In 2012, Porcello also led the league in ground ball to fly ball ratio, at 2.36, and he allowed the highest batting average on balls in play (BABIP) among all qualified starters in the American League, at .344. That suggests that he is either very unlucky, or he has shaky defense behind him on all those ground balls, or he gets hit harder than most. Or some combination of the above.
Porcello’s line drive percentage ranks third in the league, although there is an argument that this data incorporates some inductive reasoning. In fact, Verlander and Scherzer also rank among the top 11 in LD%. It’s a given that the Tiger defense wasn’t the greatest in the world last season, but most would agree that it’s likely to be improved with Infante in 2013, and could be improved more with proper use of defensive replacements for the shortstop more often.
This is not to say that Porcello has merely been the victim of bad defense and bad luck, so things should be better next season. His FIP has consistently been about one run lower than his ERA. The Detroit defense is what it is. Just realize that any pitcher who comes to Detroit will have the same defense behind them, and ground balls will tend to find the outfield for them as well.
Porcello has also been the picture of a healthy pitcher during his time in Detroit. He has made 31 starts every season, including four starts in Toledo in 2010 when he was sent down to work on his game. He has a very fluid delivery, no mechanical issues, and no violent delivery. He has been very reliable, meaning that replacement disasters have not taken place on his account. But better defense and/ or better luck should improve his numbers at least somewhat. Dave Cameron of Fangraphs tabbed Porcello as a candidate for a big breakout season in 2013.

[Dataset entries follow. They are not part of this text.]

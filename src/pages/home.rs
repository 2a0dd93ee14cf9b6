//! Home page — the bookmark view controller.
//!
//! SYSTEM CONTEXT
//! ==============
//! Owns the session phase machine: mount resolves the current session and
//! registers the session-change listener; a signed-in session triggers the
//! initial list fetch plus the live change subscription; sign-out, session
//! loss, or unmount tears both down. Every remote failure lands in the
//! banner and leaves the rest of the view interactive.

#[cfg(test)]
#[path = "home_test.rs"]
mod home_test;

use std::sync::atomic::{AtomicBool, Ordering};
use std::sync::{Arc, Mutex};

use leptos::prelude::*;

use crate::components::bookmark_card::BookmarkCard;
use crate::components::bookmark_form::BookmarkForm;
use crate::components::theme_toggle::ThemeToggle;
use crate::config::Config;
use crate::net::bookmarks;
use crate::net::realtime::ChangeSubscription;
use crate::net::session as session_client;
use crate::state::bookmarks::BookmarksState;
use crate::state::session::{SessionPhase, SessionState};

/// Banner shown when the build is missing its service configuration.
const MISSING_CONFIG_MESSAGE: &str =
    "Missing service configuration. Set SUPABASE_URL and SUPABASE_ANON_KEY at build time; see the README setup steps.";

/// Redirect target for the OAuth flow, derived from the page origin.
#[cfg(any(test, feature = "web"))]
fn callback_redirect_target(origin: &str) -> String {
    format!("{origin}/auth/callback")
}

/// Home page — the session check, the sign-in card, or the bookmark list.
#[component]
pub fn HomePage() -> impl IntoView {
    let config = expect_context::<Option<Config>>();
    let session = expect_context::<RwSignal<SessionState>>();
    let bookmarks_state = expect_context::<RwSignal<BookmarksState>>();

    let url = RwSignal::new(String::new());
    let title = RwSignal::new(String::new());
    let inserting = Signal::derive(move || bookmarks_state.get().inserting);

    let config_missing = config.is_none();
    let mounted = Arc::new(AtomicBool::new(true));
    let channel: Arc<Mutex<Option<ChangeSubscription>>> = Arc::new(Mutex::new(None));

    session.update(SessionState::begin_check);

    // Initial resolution: query the auth service, or land signed out
    // immediately when configuration is missing.
    #[cfg(feature = "web")]
    {
        if let Some(config) = config.clone() {
            let mounted = mounted.clone();
            leptos::task::spawn_local(async move {
                let resolved = session_client::get_current_session(&config).await;
                if mounted.load(Ordering::Relaxed) {
                    session.update(|s| s.resolve(resolved));
                }
            });
        } else {
            session.update(|s| s.resolve(None));
        }
    }
    #[cfg(not(feature = "web"))]
    session.update(|s| s.resolve(None));

    // Session transitions: sign-in completion, sign-out, token rejection.
    let listener = {
        let mounted = mounted.clone();
        session_client::on_session_change(move |next| {
            if mounted.load(Ordering::Relaxed) {
                session.update(|s| s.resolve(next));
            }
        })
    };

    // Entering the signed-in phase loads the list and opens the change
    // channel; leaving it closes the channel and drops the rows.
    #[cfg(feature = "web")]
    {
        let config = config.clone();
        let mounted = mounted.clone();
        let channel = channel.clone();
        Effect::new(move || {
            let state = session.get();
            if state.is_signed_in() {
                let Ok(mut slot) = channel.lock() else {
                    return;
                };
                if slot.is_some() {
                    return;
                }
                let (Some(config), Some(active)) = (config.clone(), state.session.clone()) else {
                    return;
                };
                load_bookmarks(&config, &active, bookmarks_state, &mounted);
                let refetch_config = config.clone();
                let refetch_session = active.clone();
                let refetch_mounted = mounted.clone();
                let subscription =
                    crate::net::realtime::subscribe_to_changes(&config, &active, move || {
                        load_bookmarks(
                            &refetch_config,
                            &refetch_session,
                            bookmarks_state,
                            &refetch_mounted,
                        );
                    });
                *slot = Some(subscription);
            } else if let Some(subscription) = channel.lock().ok().and_then(|mut slot| slot.take())
            {
                subscription.unsubscribe();
                bookmarks_state.update(BookmarksState::clear);
            }
        });
    }

    {
        let mounted = mounted.clone();
        let channel = channel.clone();
        on_cleanup(move || {
            mounted.store(false, Ordering::Relaxed);
            listener.unsubscribe();
            if let Some(subscription) = channel.lock().ok().and_then(|mut slot| slot.take()) {
                subscription.unsubscribe();
            }
        });
    }

    let on_login = Callback::new({
        let config = config.clone();
        move |()| {
            bookmarks_state.update(|b| b.error = None);
            let Some(config) = config.clone() else {
                bookmarks_state.update(|b| b.fail(MISSING_CONFIG_MESSAGE));
                return;
            };
            #[cfg(feature = "web")]
            {
                let origin = web_sys::window()
                    .and_then(|w| w.location().origin().ok())
                    .unwrap_or_default();
                let target = callback_redirect_target(&origin);
                if let Err(e) = session_client::sign_in_with_redirect(&config, "google", &target) {
                    bookmarks_state.update(|b| b.fail(e.message()));
                }
            }
            #[cfg(not(feature = "web"))]
            let _ = config;
        }
    });

    let on_logout = Callback::new({
        let config = config.clone();
        move |()| {
            #[cfg(feature = "web")]
            {
                let config = config.clone();
                leptos::task::spawn_local(async move {
                    if let (Some(config), Some(active)) =
                        (config, session.get_untracked().session)
                    {
                        session_client::sign_out(&config, &active).await;
                    } else {
                        // Nothing to invalidate remotely; still drop the
                        // local session through the listener path.
                        session.update(|s| s.resolve(None));
                    }
                });
            }
            #[cfg(not(feature = "web"))]
            let _ = &config;
        }
    });

    let on_submit = Callback::new({
        let config = config.clone();
        let mounted = mounted.clone();
        move |()| {
            bookmarks_state.update(|b| b.error = None);
            let Some(config) = config.clone() else {
                return;
            };
            let Some(active) = session.get_untracked().session else {
                return;
            };
            match bookmarks::validate_bookmark_input(&url.get_untracked(), &title.get_untracked()) {
                Err(e) => bookmarks_state.update(|b| b.fail(e.message())),
                Ok((trimmed_url, trimmed_title)) => {
                    bookmarks_state.update(|b| b.inserting = true);
                    #[cfg(feature = "web")]
                    {
                        let mounted = mounted.clone();
                        leptos::task::spawn_local(async move {
                            let result =
                                bookmarks::insert(&config, &active, &trimmed_url, &trimmed_title)
                                    .await;
                            if !mounted.load(Ordering::Relaxed) {
                                return;
                            }
                            bookmarks_state.update(|b| b.inserting = false);
                            match result {
                                Ok(()) => {
                                    // The new row arrives with the
                                    // notification-triggered refetch; only
                                    // the form clears here.
                                    url.set(String::new());
                                    title.set(String::new());
                                }
                                Err(e) => bookmarks_state.update(|b| b.fail(e.message())),
                            }
                        });
                    }
                    #[cfg(not(feature = "web"))]
                    {
                        let _ = (config, active, trimmed_url, trimmed_title, &mounted);
                        bookmarks_state.update(|b| b.inserting = false);
                    }
                }
            }
        }
    });

    let on_delete = Callback::new({
        let config = config.clone();
        let mounted = mounted.clone();
        move |id: String| {
            bookmarks_state.update(|b| b.error = None);
            let Some(config) = config.clone() else {
                return;
            };
            let Some(active) = session.get_untracked().session else {
                return;
            };
            #[cfg(feature = "web")]
            {
                let mounted = mounted.clone();
                leptos::task::spawn_local(async move {
                    // No optimistic removal: success relies on the change
                    // notification to refresh the list.
                    if let Err(e) = bookmarks::delete(&config, &active, &id).await
                        && mounted.load(Ordering::Relaxed)
                    {
                        bookmarks_state.update(|b| b.fail(e.message()));
                    }
                });
            }
            #[cfg(not(feature = "web"))]
            let _ = (config, active, id, &mounted);
        }
    });

    view! {
        <main class="home-page">
            <header class="home-page__header">
                <div>
                    <p class="home-page__kicker">"Smart Bookmark App"</p>
                    <h1 class="home-page__title">"Your bookmarks"</h1>
                </div>
                <div class="home-page__actions">
                    <ThemeToggle/>
                    <Show when=move || session.get().is_signed_in()>
                        <button class="btn" on:click=move |_| on_logout.run(())>
                            "Log out"
                        </button>
                    </Show>
                </div>
            </header>

            <Show when=move || config_missing>
                <div class="banner banner--config">{MISSING_CONFIG_MESSAGE}</div>
            </Show>

            <Show when=move || bookmarks_state.get().error.is_some()>
                <div class="banner banner--error">
                    {move || bookmarks_state.get().error.unwrap_or_default()}
                </div>
            </Show>

            {move || match session.get().phase {
                SessionPhase::Uninitialized | SessionPhase::CheckingSession => {
                    view! { <p class="home-page__pending">"Checking session..."</p> }.into_any()
                }
                SessionPhase::SignedOut => {
                    view! {
                        <div class="signin-card">
                            <p>"Sign in with Google to manage your private bookmarks."</p>
                            <button class="btn btn--primary" on:click=move |_| on_login.run(())>
                                "Continue with Google"
                            </button>
                        </div>
                    }
                        .into_any()
                }
                SessionPhase::SignedIn => {
                    view! {
                        <div class="home-page__content">
                            <BookmarkForm url=url title=title inserting=inserting on_submit=on_submit/>
                            <div class="bookmark-list">
                                <Show
                                    when=move || !bookmarks_state.get().items.is_empty()
                                    fallback=|| {
                                        view! {
                                            <div class="bookmark-list__empty">
                                                "No bookmarks yet. Add your first one above."
                                            </div>
                                        }
                                    }
                                >
                                    {move || {
                                        bookmarks_state
                                            .get()
                                            .items
                                            .into_iter()
                                            .map(|bookmark| {
                                                view! {
                                                    <BookmarkCard bookmark=bookmark on_delete=on_delete/>
                                                }
                                            })
                                            .collect::<Vec<_>>()
                                    }}
                                </Show>
                            </div>
                        </div>
                    }
                        .into_any()
                }
            }}
        </main>
    }
}

/// Fetch the owner's rows and fold the result into view state, unless the
/// page unmounted while the request was in flight.
#[cfg(feature = "web")]
fn load_bookmarks(
    config: &Config,
    session: &crate::net::types::Session,
    bookmarks_state: RwSignal<BookmarksState>,
    mounted: &Arc<AtomicBool>,
) {
    let config = config.clone();
    let session = session.clone();
    let mounted = mounted.clone();
    leptos::task::spawn_local(async move {
        let result = bookmarks::list(&config, &session).await;
        if !mounted.load(Ordering::Relaxed) {
            return;
        }
        match result {
            Ok(items) => bookmarks_state.update(|b| b.apply_list(items)),
            Err(e) => bookmarks_state.update(|b| b.fail(e.message())),
        }
    });
}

Keeping Porcello on the roster would mean that either he or Smyly would be either sent to the minors or to the bullpen. He does have one option left. Perhaps that is a luxury that the team thinks it can not afford, especially if Smyly earns the fifth and final spot in the rotation this spring. Plus, he stands to make about a 4.7 million salary this season, his second season of arbitration eligibility- more than a club wants to pay a sixth starter.
The point of all this is that Porcello has value to the Tigers. More value than a fourth outfielder who could platoon with Andy Dirks. More value than a relief pitcher, in any role. He would very likely have more value to other clubs. Clubs with better infield defense, and clubs in need of a mid rotation starting pitcher.
At age 23, most clubs would likely agree that Porcello’s best years are yet to come. Starting pitchers without a troubled health history, with three seasons of club control remaining, have value to almost any team, at almost any time. That value will only rise as the few remaining free agent starting pitchers are signed. But there is always a need for starting pitching. Always.
A reliable starting pitcher has more value than a relief pitcher, even a closer. The Tigers would benefit more by putting Smyly in the bullpen than they would by swapping Porcello for a relief pitcher, or a part time outfielder.
The Tigers do have needs, if not now then after this season, when Omar Infante and Jhonny Peralta will be free agents. An infielder that will be ready to step into a starting role in the middle infield would be fair value for a reliable starting pitcher.
I would suggest that the Tigers wait for the right deal. It’s always more important to do things right than it is to do them quickly. There will always be a market for pitching. Don’t trade Porcello unless and until it’s clear that he won’t be needed, and until the Tigers can get fair value for him. Porcello is a starter, and the Tigers should expect to get a starter in return.